Ms O’Brien, who made the Forbes Impact 50 list of the most notable investors for her work at the intersection of agriculture and climate, emphasised that the choices farmers make also need to be aided by choices made by investors.

“You cannot fix a broken food system with a broken financial system. The debt levels of the growers are a problem, and if the money isn’t there to finance the transition and build smarter systems, the transition cannot happen which is why impact investing is so important,” she said.

“Capital is the first ingredient in the food system. Farmers understand this better than anyone. Water, soil, clean air – these things are not free. If we destroy them, the whole system goes down.

“The problem is you have companies out there trashing the planet, and the revenue they create we call GDP. Then you have a company like Hewitt which is helping to restore and regenerate the planet, and we call it GDP. Those two things are not the same, and yet we give them equal measure. One actually should be penalised for the disruptive impact they have while the others, like Hewitt, should actually be rewarded.”

Ms O’Brien rose to fame in 2008 when she was dubbed food’s “Erin Brockovich” (by Bloomberg and the New York Times) over her concerns of what additives and modifications were being made to foods, particularly focusing on what it could do to children.

“As a mother of four, this is really what keeps me up at night,” she said.

“One in three kids in the US now have what are called the ‘four A’s’ – autism, allergies, ADHD or asthma. Whatever we do to our food system today is what our children will inherit tomorrow.

“I truly believe healthcare starts on the farm.

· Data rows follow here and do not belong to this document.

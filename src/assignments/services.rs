use std::collections::HashMap;

use tracing::{info, warn};

use super::{
    dto::{AssignmentQuery, AssignmentView, CreateAssignmentRequest},
    repo::{Assignment, AssignmentFilter, AssignmentPatch, NewAssignment},
};
use crate::{
    api::parse_id,
    courses::repo::{Course, CourseFilter},
    error::AppError,
    state::AppState,
    validation::{patch_non_empty, patch_one_of, require_non_empty, require_non_negative, require_one_of},
};

pub const PRIORITIES: &[&str] = &["high", "medium", "low"];
pub const STATUSES: &[&str] = &["pending", "in_progress", "completed"];
const DEFAULT_PRIORITY: &str = "medium";
const INITIAL_STATUS: &str = "pending";

fn non_empty(v: Option<String>) -> Option<String> {
    v.filter(|s| !s.is_empty())
}

/// A referenced course must be one of the caller's live courses.
async fn check_course_ref(st: &AppState, user_id: i64, course_id: i64) -> Result<(), AppError> {
    if st.courses.get(user_id, course_id).await?.is_none() {
        warn!(user_id, course_id, "assignment references unknown course");
        return Err(AppError::validation(
            "course_id does not refer to one of your courses",
        ));
    }
    Ok(())
}

async fn attach(st: &AppState, user_id: i64, assignment: Assignment) -> Result<AssignmentView, AppError> {
    let course = match assignment.course_id {
        Some(cid) => st.courses.get(user_id, cid).await?,
        None => None,
    };
    Ok(AssignmentView { assignment, course })
}

pub async fn list(
    st: &AppState,
    user_id: i64,
    query: AssignmentQuery,
) -> Result<Vec<AssignmentView>, AppError> {
    let course_id = match non_empty(query.course_id) {
        Some(raw) => Some(parse_id(&raw, "course")?),
        None => None,
    };
    let filter = AssignmentFilter {
        status: non_empty(query.status),
        priority: non_empty(query.priority),
        course_id,
    };

    let assignments = st.assignments.list(user_id, &filter).await?;
    // one course lookup for the whole page
    let courses: HashMap<i64, Course> = st
        .courses
        .list(user_id, &CourseFilter::default())
        .await?
        .into_iter()
        .map(|c| (c.id, c))
        .collect();

    Ok(assignments
        .into_iter()
        .map(|assignment| {
            let course = assignment
                .course_id
                .and_then(|cid| courses.get(&cid).cloned());
            AssignmentView { assignment, course }
        })
        .collect())
}

pub async fn create(
    st: &AppState,
    user_id: i64,
    req: CreateAssignmentRequest,
) -> Result<AssignmentView, AppError> {
    require_non_empty("title", &req.title)?;
    require_non_negative("estimated_hours", req.estimated_hours)?;
    let priority = if req.priority.trim().is_empty() {
        DEFAULT_PRIORITY.to_string()
    } else {
        req.priority
    };
    require_one_of("priority", &priority, PRIORITIES)?;
    if let Some(cid) = req.course_id {
        check_course_ref(st, user_id, cid).await?;
    }

    let assignment = st
        .assignments
        .create(
            user_id,
            &NewAssignment {
                course_id: req.course_id,
                title: req.title,
                description: req.description,
                due_date: req.due_date,
                priority,
                status: INITIAL_STATUS.to_string(),
                estimated_hours: req.estimated_hours,
            },
        )
        .await?;
    info!(user_id, assignment_id = assignment.id, "assignment created");
    attach(st, user_id, assignment).await
}

pub async fn get(st: &AppState, user_id: i64, id: i64) -> Result<AssignmentView, AppError> {
    let assignment = st
        .assignments
        .get(user_id, id)
        .await?
        .ok_or(AppError::NotFound("Assignment"))?;
    attach(st, user_id, assignment).await
}

pub async fn update(
    st: &AppState,
    user_id: i64,
    id: i64,
    patch: AssignmentPatch,
) -> Result<AssignmentView, AppError> {
    patch_non_empty("title", patch.title.as_ref())?;
    patch_one_of("priority", patch.priority.as_ref(), PRIORITIES)?;
    patch_one_of("status", patch.status.as_ref(), STATUSES)?;
    for (field, hours) in [
        ("estimated_hours", patch.estimated_hours),
        ("actual_hours", patch.actual_hours),
    ] {
        if let Some(h) = hours {
            require_non_negative(field, h)?;
        }
    }

    st.assignments
        .get(user_id, id)
        .await?
        .ok_or(AppError::NotFound("Assignment"))?;
    if let Some(Some(cid)) = patch.course_id {
        check_course_ref(st, user_id, cid).await?;
    }

    let assignment = st
        .assignments
        .update(user_id, id, &patch)
        .await?
        .ok_or(AppError::NotFound("Assignment"))?;
    info!(user_id, assignment_id = id, "assignment updated");
    attach(st, user_id, assignment).await
}

pub async fn update_status(
    st: &AppState,
    user_id: i64,
    id: i64,
    status: String,
) -> Result<AssignmentView, AppError> {
    require_one_of("status", &status, STATUSES)?;
    let patch = AssignmentPatch {
        status: Some(status),
        ..Default::default()
    };
    update(st, user_id, id, patch).await
}

pub async fn delete(st: &AppState, user_id: i64, id: i64) -> Result<(), AppError> {
    st.assignments.delete(user_id, id).await?;
    info!(user_id, assignment_id = id, "assignment deleted");
    Ok(())
}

So, we have a choice, and the people in this room have already made it, but the challenge is how we communicate it outside of our community. We need to create the tools and resources to really spread certified organics in a global way.

“We cannot place that burden of education on top of the farmer though, which is why the work that Australian Organic do is so important. I believe that 10 years from now this room will be too small – there’ll be thousands of farmers and industry leaders starting their organic journey with more understanding of what you all already know.”